## ENTRIES SUPPLIED
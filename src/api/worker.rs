// Copyright 2025 Eric Jingryd (tidynest@proton.me)
//
// Licensed under the Apache License, Version 2.0 (the "License");
// you may not use this file except in compliance with the License.
// You may obtain a copy of the License at
//
//     http://www.apache.org/licenses/LICENSE-2.0
//
// Unless required by applicable law or agreed to in writing, software
// distributed under the License is distributed on an "AS IS" BASIS,
// WITHOUT WARRANTIES OR CONDITIONS OF ANY KIND, either express or implied.
// See the License for the specific language governing permissions and
// limitations under the License.

//! Background request worker
//!
//! The GUI thread must never wait on the network. `Worker::spawn` starts a
//! dedicated thread that owns a single-threaded tokio runtime; requests are
//! queued with [`WorkerHandle::submit`] and their results come back through
//! a std channel that the UI drains without blocking.
//!
//! ```text
//! UI thread ── submit(Request) ──► [tokio mpsc] ──► theorio-worker
//!     ▲                                                 │ one task per job
//!     └──── try_recv() ◄── [std mpsc] ◄── Completion ───┘
//! ```
//!
//! Jobs run concurrently and complete in any order. Dropping the handle
//! closes the job queue; the thread finishes what is in flight and exits.

use std::cell::Cell;
use std::fmt;
use std::io;
use std::sync::mpsc::{self, Receiver, RecvTimeoutError, Sender};
use std::thread::{self, JoinHandle};
use std::time::Duration;

use tokio::sync::mpsc::{unbounded_channel, UnboundedReceiver, UnboundedSender};
use tokio::task::JoinSet;
use tracing::{debug, info, warn};

use super::client::{ApiClient, MutationResponse};
use super::error::ApiError;
use crate::core::{Exam, Feedback, FeedbackStatus, Question, QuestionParent, Subject};

/// Name of the worker thread
pub const WORKER_THREAD_NAME: &str = "theorio-worker";

/// Identifies a submitted request
pub type RequestId = u64;

/// Work the background thread can do
#[derive(Clone, Debug, PartialEq)]
pub enum Request {
    LoadSubjects,
    LoadExams,
    LoadFeedback {
        status: Option<FeedbackStatus>,
    },
    CreateQuestion {
        question: Question,
        parent: QuestionParent,
    },
    UpdateQuestion(Question),
    DeleteQuestion(String),
    UpdateFeedbackStatus {
        id: String,
        status: FeedbackStatus,
    },
}

/// Payload-free tag of a [`Request`]
#[derive(Clone, Copy, Debug, Eq, Hash, PartialEq)]
pub enum RequestKind {
    LoadSubjects,
    LoadExams,
    LoadFeedback,
    CreateQuestion,
    UpdateQuestion,
    DeleteQuestion,
    UpdateFeedbackStatus,
}

impl RequestKind {
    /// What the user was doing, for error dialogs
    pub fn action(&self) -> &'static str {
        match self {
            RequestKind::LoadSubjects => "Loading subjects",
            RequestKind::LoadExams => "Loading exams",
            RequestKind::LoadFeedback => "Loading feedback",
            RequestKind::CreateQuestion => "Creating question",
            RequestKind::UpdateQuestion => "Updating question",
            RequestKind::DeleteQuestion => "Deleting question",
            RequestKind::UpdateFeedbackStatus => "Updating feedback status",
        }
    }
}

impl fmt::Display for RequestKind {
    fn fmt(&self, f: &mut fmt::Formatter<'_>) -> fmt::Result {
        write!(f, "{}", self.action())
    }
}

impl Request {
    pub fn kind(&self) -> RequestKind {
        match self {
            Request::LoadSubjects => RequestKind::LoadSubjects,
            Request::LoadExams => RequestKind::LoadExams,
            Request::LoadFeedback { .. } => RequestKind::LoadFeedback,
            Request::CreateQuestion { .. } => RequestKind::CreateQuestion,
            Request::UpdateQuestion(_) => RequestKind::UpdateQuestion,
            Request::DeleteQuestion(_) => RequestKind::DeleteQuestion,
            Request::UpdateFeedbackStatus { .. } => RequestKind::UpdateFeedbackStatus,
        }
    }
}

/// Successful result of a [`Request`]
#[derive(Clone, Debug, PartialEq)]
pub enum Response {
    Subjects(Vec<Subject>),
    Exams(Vec<Exam>),
    Feedback(Vec<Feedback>),
    /// Stored question (with its new id) and where it was attached
    Created {
        question: Question,
        parent: QuestionParent,
    },
    Updated(Question),
    Deleted(String),
    FeedbackStatusChanged {
        id: String,
        status: FeedbackStatus,
    },
}

/// A finished request
#[derive(Clone, Debug, PartialEq)]
pub struct Completion {
    pub id: RequestId,
    pub request_kind: RequestKind,
    pub result: Result<Response, ApiError>,
}

/// Spawns the background thread
pub struct Worker;

impl Worker {
    /// Starts the worker thread and returns the handle that feeds it
    ///
    /// # Returns
    ///
    /// * `Ok(WorkerHandle)` - Thread running
    /// * `Err(io::Error)` - The OS refused to create the thread
    pub fn spawn(client: ApiClient) -> io::Result<WorkerHandle> {
        let (job_tx, job_rx) = unbounded_channel();
        let (done_tx, done_rx) = mpsc::channel();

        let thread_done_tx = done_tx.clone();
        let thread = thread::Builder::new()
            .name(WORKER_THREAD_NAME.to_string())
            .spawn(move || run(client, job_rx, thread_done_tx))?;

        info!(thread = WORKER_THREAD_NAME, "Worker started");

        Ok(WorkerHandle {
            jobs: Some(job_tx),
            completions: done_rx,
            fallback: done_tx,
            next_id: Cell::new(1),
            thread: Some(thread),
        })
    }
}

/// Owner side of the worker
///
/// Not `Sync`: it lives on the thread that submits and polls.
pub struct WorkerHandle {
    jobs: Option<UnboundedSender<(RequestId, Request)>>,
    completions: Receiver<Completion>,
    /// Reports failures locally once the worker is gone
    fallback: Sender<Completion>,
    next_id: Cell<RequestId>,
    thread: Option<JoinHandle<()>>,
}

impl WorkerHandle {
    /// Queues a request (never blocks)
    ///
    /// If the worker thread has stopped, the request completes immediately
    /// with a connection error instead of vanishing.
    pub fn submit(&self, request: Request) -> RequestId {
        let id = self.next_id.get();
        self.next_id.set(id + 1);

        let kind = request.kind();
        debug!(id, kind = ?kind, "Request submitted");

        let sent = self
            .jobs
            .as_ref()
            .is_some_and(|jobs| jobs.send((id, request)).is_ok());

        if !sent {
            warn!(id, kind = ?kind, "Worker not running, request dropped");
            // Receiver is owned by self, so this cannot fail
            let _ = self.fallback.send(Completion {
                id,
                request_kind: kind,
                result: Err(ApiError::Connection("Background worker is not running".to_string())),
            });
        }

        id
    }

    /// Next finished request, if any (non-blocking)
    pub fn try_recv(&self) -> Option<Completion> {
        self.completions.try_recv().ok()
    }

    /// Waits up to `timeout` for the next finished request
    pub fn recv_timeout(&self, timeout: Duration) -> Option<Completion> {
        match self.completions.recv_timeout(timeout) {
            Ok(completion) => Some(completion),
            Err(RecvTimeoutError::Timeout | RecvTimeoutError::Disconnected) => None,
        }
    }

    /// Closes the queue and waits for in-flight requests to finish
    pub fn shutdown(mut self) {
        self.jobs = None;
        if let Some(thread) = self.thread.take() {
            if thread.join().is_err() {
                warn!("Worker thread panicked");
            }
        }
    }
}

/// Thread body: one current-thread runtime, one task per job
fn run(
    client: ApiClient,
    mut jobs: UnboundedReceiver<(RequestId, Request)>,
    done: Sender<Completion>,
) {
    let runtime = match tokio::runtime::Builder::new_current_thread()
        .enable_all()
        .build()
    {
        Ok(runtime) => runtime,
        Err(e) => {
            warn!(error = %e, "Failed to start worker runtime");
            return;
        }
    };

    runtime.block_on(async move {
        let mut in_flight = JoinSet::new();

        loop {
            tokio::select! {
                job = jobs.recv() => match job {
                    Some((id, request)) => {
                        let client = client.clone();
                        let done = done.clone();
                        in_flight.spawn(async move {
                            let request_kind = request.kind();
                            let result = execute(&client, request).await;
                            if let Err(e) = &result {
                                debug!(id, kind = ?request_kind, error = %e, "Request failed");
                            }
                            if done.send(Completion { id, request_kind, result }).is_err() {
                                debug!(id, "Completion dropped, handle is gone");
                            }
                        });
                    }
                    None => break,
                },
                Some(_) = in_flight.join_next(), if !in_flight.is_empty() => {}
            }
        }

        while in_flight.join_next().await.is_some() {}
    });

    info!(thread = WORKER_THREAD_NAME, "Worker stopped");
}

/// Runs one request against the API
pub async fn execute(client: &ApiClient, request: Request) -> Result<Response, ApiError> {
    match request {
        Request::LoadSubjects => client.get_all_subjects().await.map(Response::Subjects),
        Request::LoadExams => client.get_all_exams().await.map(Response::Exams),
        Request::LoadFeedback { status } => client
            .get_all_feedback(status.as_ref())
            .await
            .map(Response::Feedback),
        Request::CreateQuestion { question, parent } => {
            let response = client.create_question(&question, &parent).await?;
            Ok(Response::Created {
                question: created_question(question, response),
                parent,
            })
        }
        Request::UpdateQuestion(question) => {
            client.update_question(&question).await?;
            Ok(Response::Updated(question))
        }
        Request::DeleteQuestion(id) => {
            client.delete_question(&id).await?;
            Ok(Response::Deleted(id))
        }
        Request::UpdateFeedbackStatus { id, status } => {
            client.update_feedback_status(&id, &status).await?;
            Ok(Response::FeedbackStatusChanged { id, status })
        }
    }
}

/// The stored question as returned by the server, falling back to what was
/// sent plus the returned id
fn created_question(sent: Question, response: MutationResponse) -> Question {
    let mut question = response.question.unwrap_or(sent);
    if question.id.is_none() {
        question.id = response.question_id;
    }
    question.parent = None;
    question
}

## YOUR OBJECTIVE
Filter the listing so that only lines holding the word "running" remain, and copy those lines.

## WRITTEN RESPONSE
    /// * `Ok(WorkerHandle)` - Thread running
            warn!(id, kind = ?kind, "Worker not running, request dropped");
                result: Err(ApiError::Connection("Background worker is not running".to_string())),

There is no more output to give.